How to manage stress during final exams

Posted on Friday, April 1, 2022

person writing on scantron

 

University students have always found final exams to be somewhat stressful; after all, they need to balance studying efficiently, sleeping, eating, staying active, and much more. But what if you could change that narrative? What if there was a way to reduce stress to have a more productive final exam week? Would you take up the challenge? Here are few tips to help you manage stress so you can perform better during your final exams.

Get the right amount of sleep

During the regular term, it’s easier to keep a sleep routine, with some students even setting up a weekly agenda that includes specific times for sleep. However, as soon as final exams start, all those good habits seem to fly out the window. Studies show that “fewer than 10% of students sleep 8 hours before final exams.” (Scullin, 2018) Many students tend to believe that the more they study during “crunch time”, the better their final exam results will be, but this belief couldn’t be further from the truth. The Eight Hour Sleep Challenge During Final Exams Week study found that students who slept eight or more hours the night before their final exam performed better than students who opted out of sleep or slept 7.9 hours or less, even after controlling for prefinal grades. (Scullin, 2018) So you see: you can still get a good eight-hour sleep without sacrificing your exam results.

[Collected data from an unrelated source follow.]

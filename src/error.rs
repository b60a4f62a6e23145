//! Error types shared by the library modules

use std::path::PathBuf;

use thiserror::Error;

pub type Result<T> = std::result::Result<T, Error>;

#[derive(Debug, Error)]
pub enum Error {
    #[error("failed to read coverage artifact {}: {source}", .path.display())]
    Read {
        path: PathBuf,
        #[source]
        source: std::io::Error,
    },

    #[error("coverage artifact line {line}: {reason}")]
    Parse { line: usize, reason: String },

    #[error("coverage artifact is empty, no overall coverage row found")]
    EmptyArtifact,

    #[error("config: {0}")]
    Config(String),

    #[error("GitHub API: {status} - {body}")]
    Github { status: u16, body: String },

    #[error("git: {0}")]
    Git(#[from] git2::Error),

    #[error("http: {0}")]
    Http(#[from] reqwest::Error),

    #[error("json: {0}")]
    Json(#[from] serde_json::Error),

    #[error("toml: {0}")]
    Toml(#[from] toml::de::Error),

    #[error("background task: {0}")]
    Task(#[from] tokio::task::JoinError),

    #[error(transparent)]
    Io(#[from] std::io::Error),
}

impl Error {
    pub fn parse(line: usize, reason: impl Into<String>) -> Self {
        Self::Parse {
            line,
            reason: reason.into(),
        }
    }

    pub fn config(msg: impl Into<String>) -> Self {
        Self::Config(msg.into())
    }
}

Study in a group or use a mentoring centre

During final exam week, students often feel alone and overwhelmed by the course material. Unfortunately, that lonely feeling usually discourages students from adopting one effective approach to studying: group study. In a recently published paper, entitled Voluntary peer-led exam preparation course for international first-year students: Tutees' perceptions, researchers found that “when tutors themselves have a migration background, they can operate as authentic role models; moreover, as they are still students themselves, the tutors facilitate learning through the use of understandable language and the establishment of a permissive learning atmosphere” (Huhn et al, 2015), thereby leading to better results on final exams. Could stress be reduced if students undertook more peer-led exam preparation? Studies have shown that personal relationships and support reduce stress and improve other health factors. (Cohut, 2019) So remember: you don’t need to go it alone! By integrating peer-led exam preparation into your exam routine, you’re more likely to get better results.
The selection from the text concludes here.